On Apr 13, 2010, at 20:02 , Peter Zijlstra wrote:

> 
> Yeah, virtual<->physical maps can change through swapping, page
> migration, memory compaction, huge-page aggregation (the latter two not
> yet being upstream).

Assuming this holds true, RDMA will not work. And with no RDMA, we do not need ummunotify. Is that your argument?

Seriously, RDMA requires the virtual to physical mapping to remain constant for a period of time. And that time period is from memory registration to de-registration. If the virtual to physical mapping changes in that period for the registered memory area, I can't see how an HCA can handle that.

For MPI applications, the MPI API defines that the buffers used in communication cannot be changed or freed while a non-blocking transfer is in progress. So far, we are good.

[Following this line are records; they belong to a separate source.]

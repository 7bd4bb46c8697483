//! ```text
//! signal_declaration ::=
//!     signal identifier_list : subtype_indication [ := expression ] ;
//! ```

use super::error::ClassifyError;
use super::utils;
use crate::vhdl::token::{Production, Token};

pub fn detect(cursor: usize, tokens: &mut [Token]) -> Result<usize, ClassifyError> {
    if utils::is_next_token("signal", cursor, tokens) {
        return classify(cursor, tokens);
    }
    Ok(cursor)
}

pub fn classify(cursor: usize, tokens: &mut [Token]) -> Result<usize, ClassifyError> {
    let mut current =
        utils::assign_next_token_required("signal", Production::SignalKeyword, cursor, tokens)?;
    current = utils::assign_next_token(Production::SignalIdentifier, current, tokens);
    while utils::is_next_token(",", current, tokens) {
        current = utils::assign_next_token_required(",", Production::SignalComma, current, tokens)?;
        current = utils::assign_next_token(Production::SignalIdentifier, current, tokens);
    }
    current = utils::assign_next_token_required(":", Production::SignalColon, current, tokens)?;
    current = utils::classify_until(&[";", ":="], Production::SignalSubtype, current, tokens);
    if utils::is_next_token(":=", current, tokens) {
        current = utils::assign_next_token_required(":=", Production::SignalAssign, current, tokens)?;
        current = utils::classify_until(&[";"], Production::SignalDefault, current, tokens);
    }
    utils::assign_next_token_required(";", Production::SignalSemicolon, current, tokens)
}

But memory registration (and in particular de-registration) is a costly process. Since MPI is about performance, the MPI library would like to  re-use earlier memory registrations for other transfers. The MPI library records earlier memory mappings (VA+bound) and checks if the VA+bound of a new transfer is already contained in memory revisions registered earlier.

The problem with this approach is that _normal_ activity _between_ the transfers changes the virtual to physical mapping and ruins previous memory registrations. The problem is to catch these. I simply argue that they should be caught the simplest possible way; a call-back from the system calls affecting the virtual to physical mapping.

> 
> Even mlock() doesn't pin virtual<->physical maps.

Can you elaborate on what you mean here?